- Task goal -
Look through the material that follows and show every line with the string "sync".

- Task input -
-- Opening Marker --

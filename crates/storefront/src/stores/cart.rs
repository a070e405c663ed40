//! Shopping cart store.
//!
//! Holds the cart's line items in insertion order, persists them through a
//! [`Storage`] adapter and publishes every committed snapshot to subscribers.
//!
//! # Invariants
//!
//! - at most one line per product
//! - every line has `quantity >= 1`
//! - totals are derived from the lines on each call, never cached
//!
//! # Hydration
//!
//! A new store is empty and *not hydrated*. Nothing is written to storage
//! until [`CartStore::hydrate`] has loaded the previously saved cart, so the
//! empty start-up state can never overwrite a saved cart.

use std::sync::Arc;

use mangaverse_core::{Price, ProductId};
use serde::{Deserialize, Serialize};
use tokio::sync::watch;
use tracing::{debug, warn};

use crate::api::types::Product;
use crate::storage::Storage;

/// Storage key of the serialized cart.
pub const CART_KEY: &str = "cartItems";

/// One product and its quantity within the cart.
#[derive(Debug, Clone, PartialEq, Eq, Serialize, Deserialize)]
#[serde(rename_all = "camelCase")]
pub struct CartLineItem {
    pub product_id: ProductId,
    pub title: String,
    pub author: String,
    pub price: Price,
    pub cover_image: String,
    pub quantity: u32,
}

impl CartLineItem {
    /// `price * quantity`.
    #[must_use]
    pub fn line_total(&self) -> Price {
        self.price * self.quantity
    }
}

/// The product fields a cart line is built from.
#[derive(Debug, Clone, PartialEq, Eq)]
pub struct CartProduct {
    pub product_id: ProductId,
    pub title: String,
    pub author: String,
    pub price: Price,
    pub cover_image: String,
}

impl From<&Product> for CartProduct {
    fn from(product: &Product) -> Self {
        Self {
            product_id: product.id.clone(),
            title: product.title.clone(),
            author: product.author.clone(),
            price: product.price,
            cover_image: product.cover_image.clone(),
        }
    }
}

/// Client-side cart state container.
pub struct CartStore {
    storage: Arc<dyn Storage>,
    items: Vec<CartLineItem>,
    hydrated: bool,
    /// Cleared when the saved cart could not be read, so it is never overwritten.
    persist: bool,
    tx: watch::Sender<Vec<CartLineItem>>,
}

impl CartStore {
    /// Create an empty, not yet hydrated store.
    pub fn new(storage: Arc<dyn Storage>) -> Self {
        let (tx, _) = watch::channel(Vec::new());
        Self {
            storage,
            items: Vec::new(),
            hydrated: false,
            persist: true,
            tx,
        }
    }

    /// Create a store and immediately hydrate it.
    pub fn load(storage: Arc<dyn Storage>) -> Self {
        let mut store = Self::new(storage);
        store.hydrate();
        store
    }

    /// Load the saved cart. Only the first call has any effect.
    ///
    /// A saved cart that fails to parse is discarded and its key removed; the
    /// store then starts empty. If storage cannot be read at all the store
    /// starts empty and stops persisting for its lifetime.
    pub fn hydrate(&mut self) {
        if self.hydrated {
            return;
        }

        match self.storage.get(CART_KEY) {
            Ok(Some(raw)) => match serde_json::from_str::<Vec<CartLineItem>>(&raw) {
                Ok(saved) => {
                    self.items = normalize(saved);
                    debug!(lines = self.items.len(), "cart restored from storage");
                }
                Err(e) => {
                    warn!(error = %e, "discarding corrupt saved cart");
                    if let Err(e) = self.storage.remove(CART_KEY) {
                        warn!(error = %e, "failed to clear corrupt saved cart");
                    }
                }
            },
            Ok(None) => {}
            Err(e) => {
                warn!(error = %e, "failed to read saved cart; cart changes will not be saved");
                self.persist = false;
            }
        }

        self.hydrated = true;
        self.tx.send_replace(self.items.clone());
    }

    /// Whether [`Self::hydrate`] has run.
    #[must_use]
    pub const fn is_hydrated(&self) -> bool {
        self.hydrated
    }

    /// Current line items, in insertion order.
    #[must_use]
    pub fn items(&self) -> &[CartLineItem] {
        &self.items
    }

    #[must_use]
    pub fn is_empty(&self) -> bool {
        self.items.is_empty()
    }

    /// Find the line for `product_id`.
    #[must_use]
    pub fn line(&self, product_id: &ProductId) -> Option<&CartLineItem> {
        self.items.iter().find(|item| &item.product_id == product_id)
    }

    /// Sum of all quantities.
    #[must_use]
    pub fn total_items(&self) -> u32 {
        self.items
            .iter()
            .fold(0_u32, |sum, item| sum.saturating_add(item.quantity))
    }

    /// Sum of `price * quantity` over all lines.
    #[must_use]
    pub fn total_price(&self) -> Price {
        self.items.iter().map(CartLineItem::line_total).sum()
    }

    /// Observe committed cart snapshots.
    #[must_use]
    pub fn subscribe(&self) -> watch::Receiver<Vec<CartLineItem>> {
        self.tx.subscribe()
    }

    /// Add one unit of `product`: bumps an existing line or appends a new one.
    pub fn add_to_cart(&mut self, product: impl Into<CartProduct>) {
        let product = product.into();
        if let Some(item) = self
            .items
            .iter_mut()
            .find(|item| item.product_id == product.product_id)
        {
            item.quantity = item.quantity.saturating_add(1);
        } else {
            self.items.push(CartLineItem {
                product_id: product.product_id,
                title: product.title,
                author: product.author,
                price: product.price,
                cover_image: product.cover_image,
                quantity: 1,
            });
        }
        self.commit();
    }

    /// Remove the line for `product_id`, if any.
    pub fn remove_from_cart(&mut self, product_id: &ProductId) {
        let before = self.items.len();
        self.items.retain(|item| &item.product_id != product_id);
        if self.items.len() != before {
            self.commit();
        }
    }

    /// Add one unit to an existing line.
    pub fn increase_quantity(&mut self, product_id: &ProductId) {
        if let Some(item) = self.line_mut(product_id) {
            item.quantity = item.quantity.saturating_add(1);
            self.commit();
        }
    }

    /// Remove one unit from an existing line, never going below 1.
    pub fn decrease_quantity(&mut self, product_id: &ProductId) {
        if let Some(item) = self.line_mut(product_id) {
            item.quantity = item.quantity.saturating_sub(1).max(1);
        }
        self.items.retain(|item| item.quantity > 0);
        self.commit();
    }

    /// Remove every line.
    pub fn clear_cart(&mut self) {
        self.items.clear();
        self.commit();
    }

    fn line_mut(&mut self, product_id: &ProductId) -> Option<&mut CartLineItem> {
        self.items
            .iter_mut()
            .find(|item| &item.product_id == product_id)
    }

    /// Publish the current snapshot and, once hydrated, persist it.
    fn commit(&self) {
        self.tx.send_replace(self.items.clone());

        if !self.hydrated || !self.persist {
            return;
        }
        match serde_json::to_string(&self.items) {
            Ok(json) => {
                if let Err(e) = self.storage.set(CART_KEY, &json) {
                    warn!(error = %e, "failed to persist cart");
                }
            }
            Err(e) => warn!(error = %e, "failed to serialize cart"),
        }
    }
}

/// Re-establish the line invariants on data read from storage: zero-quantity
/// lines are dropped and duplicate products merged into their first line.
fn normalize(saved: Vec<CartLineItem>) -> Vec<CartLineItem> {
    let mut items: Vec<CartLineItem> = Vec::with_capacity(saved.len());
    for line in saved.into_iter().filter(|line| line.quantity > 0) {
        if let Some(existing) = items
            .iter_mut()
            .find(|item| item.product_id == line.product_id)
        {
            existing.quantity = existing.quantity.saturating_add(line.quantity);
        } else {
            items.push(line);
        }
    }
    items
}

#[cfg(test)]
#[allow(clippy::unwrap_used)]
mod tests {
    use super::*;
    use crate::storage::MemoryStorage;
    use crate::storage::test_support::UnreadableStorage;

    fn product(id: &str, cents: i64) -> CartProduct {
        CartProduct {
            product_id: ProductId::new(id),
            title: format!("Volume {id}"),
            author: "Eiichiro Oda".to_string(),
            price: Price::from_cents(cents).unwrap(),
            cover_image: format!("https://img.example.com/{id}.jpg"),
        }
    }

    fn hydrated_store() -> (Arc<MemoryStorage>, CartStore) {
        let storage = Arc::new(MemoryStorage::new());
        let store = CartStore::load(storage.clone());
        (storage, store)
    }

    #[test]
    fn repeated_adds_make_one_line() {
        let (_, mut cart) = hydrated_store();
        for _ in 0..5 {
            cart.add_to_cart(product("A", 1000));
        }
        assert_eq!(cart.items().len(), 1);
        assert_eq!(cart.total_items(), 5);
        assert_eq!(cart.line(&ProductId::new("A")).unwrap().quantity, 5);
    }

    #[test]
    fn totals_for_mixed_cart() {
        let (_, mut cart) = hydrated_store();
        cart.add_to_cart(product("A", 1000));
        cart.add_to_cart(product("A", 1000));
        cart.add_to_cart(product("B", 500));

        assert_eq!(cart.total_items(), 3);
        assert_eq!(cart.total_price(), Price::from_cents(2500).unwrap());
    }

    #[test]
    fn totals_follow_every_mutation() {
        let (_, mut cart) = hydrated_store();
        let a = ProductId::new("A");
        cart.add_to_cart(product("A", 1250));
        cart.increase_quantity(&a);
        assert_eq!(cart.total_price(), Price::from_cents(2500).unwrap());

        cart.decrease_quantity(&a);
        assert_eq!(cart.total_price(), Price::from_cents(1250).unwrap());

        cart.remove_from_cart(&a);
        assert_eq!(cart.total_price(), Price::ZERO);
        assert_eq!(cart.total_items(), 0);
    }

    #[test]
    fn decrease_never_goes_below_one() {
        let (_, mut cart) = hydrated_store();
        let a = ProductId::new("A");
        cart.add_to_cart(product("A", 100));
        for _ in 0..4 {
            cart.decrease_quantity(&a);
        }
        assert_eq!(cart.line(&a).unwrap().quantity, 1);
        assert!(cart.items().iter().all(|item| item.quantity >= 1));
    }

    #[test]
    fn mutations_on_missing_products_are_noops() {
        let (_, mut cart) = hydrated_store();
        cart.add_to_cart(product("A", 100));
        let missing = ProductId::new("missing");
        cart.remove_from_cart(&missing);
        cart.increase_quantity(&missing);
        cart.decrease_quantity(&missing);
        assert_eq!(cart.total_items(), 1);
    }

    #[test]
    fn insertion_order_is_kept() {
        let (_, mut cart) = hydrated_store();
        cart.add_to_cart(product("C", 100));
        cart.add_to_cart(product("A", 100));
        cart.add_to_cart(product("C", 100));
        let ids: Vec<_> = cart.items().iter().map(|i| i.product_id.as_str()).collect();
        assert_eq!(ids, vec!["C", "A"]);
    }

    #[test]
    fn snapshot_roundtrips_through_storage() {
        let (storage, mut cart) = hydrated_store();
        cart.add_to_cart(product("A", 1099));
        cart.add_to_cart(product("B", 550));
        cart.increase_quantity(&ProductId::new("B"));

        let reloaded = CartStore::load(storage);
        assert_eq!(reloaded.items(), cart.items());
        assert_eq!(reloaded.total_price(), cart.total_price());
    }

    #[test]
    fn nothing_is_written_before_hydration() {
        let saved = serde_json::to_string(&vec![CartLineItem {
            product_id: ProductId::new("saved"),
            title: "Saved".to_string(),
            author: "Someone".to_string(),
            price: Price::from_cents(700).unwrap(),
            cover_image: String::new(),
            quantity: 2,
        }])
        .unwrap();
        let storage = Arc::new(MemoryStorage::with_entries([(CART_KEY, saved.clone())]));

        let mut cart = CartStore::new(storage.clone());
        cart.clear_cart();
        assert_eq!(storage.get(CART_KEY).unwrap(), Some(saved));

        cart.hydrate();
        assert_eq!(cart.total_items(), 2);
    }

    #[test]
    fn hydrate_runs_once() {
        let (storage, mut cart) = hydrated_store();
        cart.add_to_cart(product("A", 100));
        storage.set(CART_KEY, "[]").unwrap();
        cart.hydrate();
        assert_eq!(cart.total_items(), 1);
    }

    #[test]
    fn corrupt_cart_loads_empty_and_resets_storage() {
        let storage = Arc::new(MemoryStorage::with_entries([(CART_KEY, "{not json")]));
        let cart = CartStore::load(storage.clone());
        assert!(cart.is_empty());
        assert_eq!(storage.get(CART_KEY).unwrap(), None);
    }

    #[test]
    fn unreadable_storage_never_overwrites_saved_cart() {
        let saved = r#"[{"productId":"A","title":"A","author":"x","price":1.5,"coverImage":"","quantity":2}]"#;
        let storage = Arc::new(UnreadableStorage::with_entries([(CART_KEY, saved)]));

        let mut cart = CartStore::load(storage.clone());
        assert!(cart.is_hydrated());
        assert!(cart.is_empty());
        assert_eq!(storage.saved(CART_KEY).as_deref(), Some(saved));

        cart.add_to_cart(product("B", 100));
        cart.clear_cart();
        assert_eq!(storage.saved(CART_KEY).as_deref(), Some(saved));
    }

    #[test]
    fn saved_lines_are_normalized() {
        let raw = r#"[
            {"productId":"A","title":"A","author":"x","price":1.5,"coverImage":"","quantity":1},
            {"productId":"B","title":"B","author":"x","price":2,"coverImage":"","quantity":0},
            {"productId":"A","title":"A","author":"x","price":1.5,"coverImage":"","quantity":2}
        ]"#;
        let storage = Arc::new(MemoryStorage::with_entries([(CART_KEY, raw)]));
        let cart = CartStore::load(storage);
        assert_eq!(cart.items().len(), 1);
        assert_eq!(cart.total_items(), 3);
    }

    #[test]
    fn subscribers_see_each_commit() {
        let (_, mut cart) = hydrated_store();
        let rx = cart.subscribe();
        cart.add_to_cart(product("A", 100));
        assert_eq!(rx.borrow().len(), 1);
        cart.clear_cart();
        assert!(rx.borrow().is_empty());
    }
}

-- Closing Marker --

- Solved problem -
use std::sync::Arc;
use tokio::sync::watch;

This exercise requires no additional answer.